At this point, any expert in Establishment studies (an actual field—you can look it up) might argue that Establishments have always admitted outsiders that they deemed acceptable and sufficiently valuable. But that’s not what’s going on here. The vast swaths of people spread over these pages aren’t seeking admission to or storming the barricades of some higher or more prestigious orbit. Their ambitions are enormous, to be sure, but they are focused on the discrete arenas in which they operate—giving rise to literally dozens of micro-Establishments, each with its own distinct customs, values, and pecking order.

This atomization, or Balkanization, of power and influence is a key feature of what is occurring today. After the publication of Fairlie’s seminal Spectator piece, one approving reader wrote to the magazine that the members of the British Establishment “had no need to dine together in order to achieve their ends,” because “they were in telepathic as well as telephonic communication with one another.” Nothing could be further from the case in the city now. Most of the people featured in these pages wouldn’t know one another from Adam. If the Old Establishment was a club and the New Establishment a network, New York’s 21st-century power structure looks more like an archipelago.

None of which is to argue that every vestige of the prior order has crumbled and been swept away. Bloomberg remains by far the most potent force in New York life. The Times still matters. And a handful of giants from the old days still hover over our civic life (here). But what’s striking is just how few such examples pop readily to mind—and how inescapable the conclusion is that their influence is dramatically waning.

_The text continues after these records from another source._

// Fixed-depth minimax agent behaviour

use isolation_agent::agent::Agent;
use isolation_agent::board::Board;
use isolation_agent::config::Config;
use isolation_agent::eval::{Evaluator, ImprovedScore, OpenMoveScore, Score, LOSS, WIN};
use isolation_agent::minimax::MinimaxPlayer;
use isolation_agent::types::{Move, Player};
use std::cell::Cell;
use std::collections::HashMap;
use std::sync::Arc;

/// Scores a state by where the perspective player stands
struct TableScore(HashMap<Move, Score>);

impl Evaluator for TableScore {
    fn score(&self, state: &Board, player: Player) -> Score {
        if state.is_loser(player) {
            return LOSS;
        }
        if state.is_winner(player) {
            return WIN;
        }
        state
            .location_of(player)
            .and_then(|cell| self.0.get(&cell).copied())
            .unwrap_or(0.0)
    }

    fn name(&self) -> &str {
        "table"
    }
}

fn unlimited() -> f64 {
    f64::INFINITY
}

/// Player One at (0,1) on 7x7 has exactly (1,3), (2,0), (2,2) in that order
fn three_move_board() -> Board {
    Board::with_positions(7, 7, &[], Move::new(0, 1), Move::new(6, 6), Player::One).unwrap()
}

fn table(scores: &[(Move, Score)]) -> Arc<dyn Evaluator> {
    Arc::new(TableScore(scores.iter().copied().collect()))
}

#[test]
fn test_three_move_fixture_order() {
    assert_eq!(
        three_move_board().active_moves(),
        vec![Move::new(1, 3), Move::new(2, 0), Move::new(2, 2)]
    );
}

#[test]
fn test_depth_one_picks_highest_scoring_move() {
    let eval = table(&[
        (Move::new(1, 3), 1.0),
        (Move::new(2, 0), 5.0),
        (Move::new(2, 2), 3.0),
    ]);
    let agent = MinimaxPlayer::new(1, eval, 15.0);
    assert_eq!(agent.choose_move(&three_move_board(), &unlimited), Move::new(2, 0));
}

#[test]
fn test_depth_one_tie_keeps_first_generated_move() {
    let eval = table(&[
        (Move::new(1, 3), 5.0),
        (Move::new(2, 0), 5.0),
        (Move::new(2, 2), 1.0),
    ]);
    let agent = MinimaxPlayer::new(1, eval, 15.0);
    assert_eq!(agent.choose_move(&three_move_board(), &unlimited), Move::new(1, 3));
}

#[test]
fn test_all_losing_moves_fall_back_to_first() {
    let eval = table(&[
        (Move::new(1, 3), LOSS),
        (Move::new(2, 0), LOSS),
        (Move::new(2, 2), LOSS),
    ]);
    let agent = MinimaxPlayer::new(1, eval, 15.0);
    assert_eq!(agent.choose_move(&three_move_board(), &unlimited), Move::new(1, 3));
}

#[test]
fn test_terminal_root_returns_sentinel_without_probing() {
    let board = Board::with_positions(
        3,
        3,
        &[Move::new(1, 2), Move::new(2, 1)],
        Move::new(0, 0),
        Move::new(1, 1),
        Player::One,
    )
    .unwrap();
    let calls = Cell::new(0u32);
    let probe = || {
        calls.set(calls.get() + 1);
        1000.0
    };

    let agent = MinimaxPlayer::new(3, Arc::new(OpenMoveScore), 15.0);
    let report = agent.search(&board, &probe);

    assert_eq!(report.best_move, Move::NONE);
    assert!(report.shortcut);
    assert_eq!(calls.get(), 0);
}

#[test]
fn test_single_legal_move_returned_without_search() {
    // From (0,0) only (2,1) is open
    let board = Board::with_positions(
        5,
        5,
        &[Move::new(1, 2)],
        Move::new(0, 0),
        Move::new(4, 4),
        Player::One,
    )
    .unwrap();
    let calls = Cell::new(0u32);
    let probe = || {
        calls.set(calls.get() + 1);
        1000.0
    };

    let agent = MinimaxPlayer::new(3, Arc::new(OpenMoveScore), 15.0);
    let report = agent.search(&board, &probe);

    assert_eq!(report.best_move, Move::new(2, 1));
    assert_eq!(report.stats.nodes, 0);
    assert_eq!(calls.get(), 0);
}

#[test]
fn test_expired_probe_returns_first_legal_move() {
    let eval = table(&[(Move::new(2, 2), 100.0)]);
    let agent = MinimaxPlayer::new(3, eval, 15.0);
    let expired = || 1.0;

    let report = agent.search(&three_move_board(), &expired);

    assert_eq!(report.best_move, Move::new(1, 3));
    assert!(report.timed_out);
    assert_eq!(report.stats.nodes, 0);
    assert_eq!(report.stats.completed_depth, 0);
}

#[test]
fn test_timeout_mid_search_discards_partial_result() {
    // The budget expires after a handful of frames, well before depth 3 finishes.
    // The preferred move (2,2) is generated last, so a partial result could
    // only be the fallback.
    let eval = table(&[(Move::new(2, 2), 100.0)]);
    let agent = MinimaxPlayer::new(3, eval, 15.0);
    let calls = Cell::new(0u32);
    let probe = || {
        calls.set(calls.get() + 1);
        if calls.get() > 5 {
            0.0
        } else {
            1000.0
        }
    };

    let report = agent.search(&three_move_board(), &probe);

    assert!(report.timed_out);
    assert_eq!(report.best_move, Move::new(1, 3));
    assert_eq!(report.stats.nodes, 5);
}

#[test]
fn test_every_frame_polls_the_budget() {
    let agent = MinimaxPlayer::new(2, Arc::new(OpenMoveScore), 15.0);
    let calls = Cell::new(0u64);
    let probe = || {
        calls.set(calls.get() + 1);
        1000.0
    };

    let report = agent.search(&three_move_board(), &probe);

    assert!(!report.timed_out);
    assert_eq!(report.stats.completed_depth, 2);
    assert_eq!(calls.get(), report.stats.nodes);
}

#[test]
fn test_leaves_use_root_player_perspective() {
    // At depth 2 leaves are reached with Player One to move again, at depth 1
    // with Player Two to move; both must be scored for Player One.
    let board = three_move_board();
    for depth in 1..=2 {
        let agent = MinimaxPlayer::new(depth, Arc::new(ImprovedScore { opponent_weight: 1.0 }), 15.0);
        let chosen = agent.choose_move(&board, &unlimited);
        assert!(board.active_moves().contains(&chosen));
    }

    // (2,2) keeps the most options open for Player One at one ply
    let greedy = MinimaxPlayer::new(1, Arc::new(OpenMoveScore), 15.0);
    assert_eq!(greedy.choose_move(&board, &unlimited), Move::new(2, 2));
}

#[test]
fn test_from_config_uses_configured_depth() {
    let config = Config::default_hardcoded();
    let agent = MinimaxPlayer::from_config(&config);
    assert_eq!(agent.search_depth(), config.search.search_depth);
    assert!(agent.name().starts_with("minimax3"));
}

#[test]
fn test_opening_shortcut_takes_center() {
    let config = Config::default_hardcoded();
    let agent = MinimaxPlayer::from_config(&config);
    let board = Board::new(7, 7).unwrap();

    let report = agent.search(&board, &unlimited);

    assert!(report.shortcut);
    assert_eq!(report.best_move, Move::new(3, 3));
}

#[test]
fn test_zero_depth_is_raised_to_one() {
    let eval = table(&[
        (Move::new(1, 3), 1.0),
        (Move::new(2, 0), 5.0),
        (Move::new(2, 2), 3.0),
    ]);
    let agent = MinimaxPlayer::new(0, eval, 15.0);

    assert_eq!(agent.search_depth(), 1);
    let report = agent.search(&three_move_board(), &unlimited);
    assert_eq!(report.best_move, Move::new(2, 0));
    assert_eq!(report.stats.completed_depth, 1);
}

Were Fairlie still alive today, he would surely contend that these developments, whatever their virtues or demerits, have precious little to do with his original conception of what an Establishment was. Within a decade of his having injected the notion into common parlance, in fact, Fairlie had come to believe that it was past its sell-by date. In 1968, he wrote in The New Yorker that the promiscuous overuse of the term, and especially the propensity on the left to imbue it with conspiratorial overtones, made him “wish that the language could be rid of it.”

The wish was not the father to the act. As a piece of linguistic shorthand, the Establishment proved remarkably durable in the decades that followed, even as it was further robbed of any precise shape or meaning. But one imagines that Fairlie might actually be pleased by what’s taking place in New York right now: Even as his term maintains its vague currency, the city is in the process of killing off and burying the concept.

In our profile of him, Denton quips, with typical bumptiousness, “If I am a cornerstone of the New Establishment, then there is no New Establishment worth talking about.” Which is quite right—and, in a way, precisely the point.